The installation is increasing the number of crosswalks and sidewalks on post to give people more transportation options.

Directorate of Public Works is constructing sidewalks on all the major road networks on the installation, according to Chris Landgraf, DPW master planner. Some of the roads that will have sidewalks are 9th Street, 3rd Street and Gunston Road. Landgraf said the goal is to have a sidewalk on at least one side of each street.

Several traffic signals are also being installed that will have crosswalks, as long as there is a connecting sidewalk.

Some of the intersections receiving crosswalks will be on Jackson Loop, Abbott Road and 1st Street.

The majority of the construction of crosswalks and sidewalks will be completed by September.

Landgraf said the increase in pedestrian pathways is another way for encouraging personnel to travel by other means than cars.

"Every person we get out of a car makes it easier for us to not have as much congestion on the installation, pollution around the installation and not have the need for as much parking," he said.

DPW's big push is during lunch breaks and Landgraf encourages people to walk to lunch locations instead of driving.

"We're trying to make it so that whether it's on a multi-purpose trail, or it's on a sidewalk, or it's on a bike, that there's an alternate form of transportation available to you," Landgraf said.

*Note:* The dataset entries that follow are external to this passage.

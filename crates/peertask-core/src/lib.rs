//! ============================================================================
//! PEERTASK-CORE: Task Visibility & Lifecycle Engine
//! ============================================================================
//! This crate handles the client-side logic of the PeerTask marketplace:
//! - Task store, browse visibility rules and task history views
//! - Guarded lifecycle transitions (apply, assign, complete, pay)
//! - REST and in-memory backends behind one async trait
//! - Conversations, message threads and live message delivery
//! - Local persistence of the session and task snapshot (redb)
//! ============================================================================

pub mod backend;
pub mod blog;
pub mod config;
pub mod db;
pub mod engine;
pub mod filter;
pub mod lifecycle;
pub mod messaging;
pub mod retry;
pub mod session;
pub mod store;
pub mod types;

#[cfg(test)]
mod test_support;

// Re-export main types for convenience
pub use types::*;
pub use backend::{BackendError, HttpBackend, InMemoryBackend, MarketplaceBackend};
pub use blog::{BlogClient, BlogError};
pub use config::PeerTaskConfig;
pub use db::PeerTaskDb;
pub use engine::{EngineError, TaskEngine};
pub use filter::{BrowseCriteria, HistoryView};
pub use lifecycle::{LifecycleError, RejectionPolicy, Transition};
pub use messaging::{ConversationDirectory, MessageSubscription, MessageThread, MessagingError};
pub use retry::RetryConfig;
pub use session::{SessionError, SessionManager};
pub use store::TaskStore;
#[async_trait]
impl MarketplaceBackend for InMemoryBackend {
    async fn register(
        &self,
        full_name: &str,
        email: &str,
        password: &str,
    ) -> Result<Session, BackendError> {
        let email_key = email.trim().to_lowercase();
        let mut state = self.state.write().await;

        if state.emails.contains_key(&email_key) {
            return Err(BackendError::Status {
                status: 409,
                body: format!("{} is already registered", email_key),
            });
        }

        let profile = UserProfile {
            id: Uuid::new_v4().to_string(),
            full_name: full_name.trim().to_string(),
            email: email_key.clone(),
            bio: None,
            skills: Vec::new(),
            avatar: None,
            created_at: Some(Utc::now()),
        };

        info!("Registered user {} ({})", profile.id, email_key);
        state.emails.insert(email_key, profile.id.clone());
        state.accounts.insert(
            profile.id.clone(),
            Account {
                profile: profile.clone(),
                password: password.to_string(),
            },
        );
        Ok(state.issue_session(profile))
    }

    async fn login(&self, email: &str, password: &str) -> Result<Session, BackendError> {
        let email_key = email.trim().to_lowercase();
        let mut state = self.state.write().await;

        let profile = state
            .emails
            .get(&email_key)
            .and_then(|id| state.accounts.get(id))
            .filter(|account| account.password == password)
            .map(|account| account.profile.clone())
            .ok_or(BackendError::Unauthorized)?;

        Ok(state.issue_session(profile))
    }

    async fn update_details(
        &self,
        session: &Session,
        update: &ProfileUpdate,
    ) -> Result<ProfileDetails, BackendError> {
        self.admit(session).await?;
        let mut state = self.state.write().await;

        let account = state
            .accounts
            .get_mut(session.user_id())
            .ok_or_else(|| BackendError::NotFound(format!("user {}", session.user_id())))?;

        let profile = &mut account.profile;
        if let Some(full_name) = &update.full_name {
            profile.full_name = full_name.clone();
        }
        if let Some(bio) = &update.bio {
            profile.bio = Some(bio.clone());
        }
        if let Some(skills) = &update.skills {
            profile.skills = skills.clone();
        }
        if let Some(avatar) = &update.avatar {
            profile.avatar = Some(avatar.clone());
        }

        Ok(profile.clone().into())
    }

    async fn create_task(&self, session: &Session, task: &NewTask) -> Result<Task, BackendError> {
        self.admit(session).await?;
        let now = Utc::now();
        task.validate(now).map_err(bad_request)?;

        let created = Task {
            id: Uuid::new_v4().to_string(),
            title: task.title.trim().to_string(),
            description: task.description.clone(),
            requirements: task.requirements.clone(),
            budget: task.budget,
            deadline: task.deadline,
            category: task.category.clone(),
            tags: task.tags.clone(),
            status: TaskStatus::Open,
            created_by: session.user_id().to_string(),
            created_at: now,
            assigned_to: None,
            assigned_at: None,
            completed_at: None,
            applicants: Vec::new(),
            payment_status: None,
            attachments: Vec::new(),
        };

        debug!("Created task {} for {}", created.id, created.created_by);
        self.state.write().await.tasks.push(created.clone());
        Ok(created)
    }

    async fn browse_tasks(&self, session: &Session) -> Result<Vec<Task>, BackendError> {
        self.admit(session).await?;
        Ok(self.state.read().await.tasks.clone())
    }

    async fn transition(
        &self,
        session: &Session,
        task_id: &str,
        transition: &Transition,
    ) -> Result<Task, BackendError> {
        self.admit(session).await?;
        let mut state = self.state.write().await;

        let task = state.task_mut(task_id)?;
        let next = transition.apply_to(task, session.user_id(), Utc::now(), self.policy)?;
        *task = next.clone();

        debug!("Task {} is now {}", task_id, next.status);
        Ok(next)
    }

    async fn create_conversation(
        &self,
        session: &Session,
        receiver_id: &str,
    ) -> Result<Conversation, BackendError> {
        self.admit(session).await?;
        if receiver_id == session.user_id() {
            return Err(bad_request("cannot start a conversation with yourself"));
        }

        let conversation = Conversation {
            id: Uuid::new_v4().to_string(),
            sender_id: session.user_id().to_string(),
            receiver_id: receiver_id.to_string(),
            updated_at: Some(Utc::now()),
        };

        self.state
            .write()
            .await
            .conversations
            .push(conversation.clone());
        Ok(conversation)
    }

    async fn list_conversations(
        &self,
        session: &Session,
    ) -> Result<Vec<Conversation>, BackendError> {
        self.admit(session).await?;
        let viewer = session.user_id();

        let mut conversations: Vec<Conversation> = self
            .state
            .read()
            .await
            .conversations
            .iter()
            .filter(|c| c.sender_id == viewer || c.receiver_id == viewer)
            .cloned()
            .collect();
        conversations.sort_by(|a, b| b.updated_at.cmp(&a.updated_at));
        Ok(conversations)
    }

    async fn receiver_details(
        &self,
        session: &Session,
        user_ids: &[UserId],
    ) -> Result<Vec<ReceiverDetails>, BackendError> {
        self.admit(session).await?;
        let state = self.state.read().await;

        Ok(user_ids
            .iter()
            .filter_map(|id| state.accounts.get(id))
            .map(|account| ReceiverDetails {
                id: account.profile.id.clone(),
                full_name: account.profile.full_name.clone(),
                avatar: account.profile.avatar.clone(),
            })
            .collect())
    }

    async fn load_messages(
        &self,
        session: &Session,
        conversation_id: &str,
        before: Option<DateTime<Utc>>,
        limit: usize,
    ) -> Result<Vec<Message>, BackendError> {
        self.admit(session).await?;
        let viewer = session.user_id();
        let mut state = self.state.write().await;
        state.conversation_for(conversation_id, viewer)?;

        let mut page: Vec<&mut Message> = state
            .messages
            .iter_mut()
            .filter(|m| m.conversation_id == conversation_id)
            .filter(|m| before.map_or(true, |b| m.timestamp < b))
            .collect();
        page.sort_by_key(|m| m.timestamp);
        let skip = page.len().saturating_sub(limit);

        // Reading a page marks what was sent to the viewer as read
        Ok(page
            .into_iter()
            .skip(skip)
            .map(|m| {
                if m.receiver_id == viewer {
                    m.read = true;
                }
                m.clone()
            })
            .collect())
    }

    async fn send_message(
        &self,
        session: &Session,
        conversation_id: &str,
        receiver_id: &str,
        content: &str,
    ) -> Result<Message, BackendError> {
        self.admit(session).await?;
        if content.trim().is_empty() {
            return Err(bad_request("message content must not be empty"));
        }

        let sender = session.user_id();
        let mut state = self.state.write().await;
        let counterpart = state
            .conversation_for(conversation_id, sender)?
            .counterpart(sender)
            .to_string();
        if counterpart != receiver_id {
            return Err(bad_request(format!(
                "{} is not part of conversation {}",
                receiver_id, conversation_id
            )));
        }

        // Keep timestamps strictly increasing within a conversation
        let latest = state
            .messages
            .iter()
            .filter(|m| m.conversation_id == conversation_id)
            .map(|m| m.timestamp)
            .max();
        let mut timestamp = Utc::now();
        if let Some(latest) = latest {
            if timestamp <= latest {
                timestamp = latest + Duration::milliseconds(1);
            }
        }

        let message = Message {
            id: Uuid::new_v4().to_string(),
            conversation_id: conversation_id.to_string(),
            sender_id: sender.to_string(),
            receiver_id: receiver_id.to_string(),
            content: content.to_string(),
            timestamp,
            read: false,
        };

        if let Some(conversation) = state
            .conversations
            .iter_mut()
            .find(|c| c.id == conversation_id)
        {
            conversation.updated_at = Some(timestamp);
        }
        state.messages.push(message.clone());
        Ok(message)
    }
}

He said pedestrians and drivers alike should exert the best driving practices while on the installation.

The installation adheres to Virginia state law for enforcing crosswalk safety, according to Timothy Wolfe, Directorate of Emergency Services police chief.

Drivers must yield for pedestrians who are crossing a street within a clearly marked crosswalk or at an unmarked intersection.

The violations for breaking these rules can range from failure to yield to pedestrians to involuntary manslaughter. Penalties can range from fines to jail time.

Wolfe said the installation hasn't had any issues with pedestrians being struck in crosswalks and he urges drivers to continue to be alert of the high volume of pedestrian traffic on post.

He said motorists shouldn't sacrifice safe driving for the sake of being on time for a meeting.

"Pushing your accelerator down in a short span gives you nothing at the end. Miles per hour are over a mile per hour … if you're not going to be traveling an hour you're not gaining anything," Wolfe said.

He also recommended pedestrians be extra careful before walking through a crosswalk.

"Don't assume because the crosswalk gives you the right of way that you automatically have it. That's a 2-ton car moving at x miles per hour. It doesn't stop on a dime," Wolfe said. "So, even though they have the right of way, you got to request it. Be smart about it."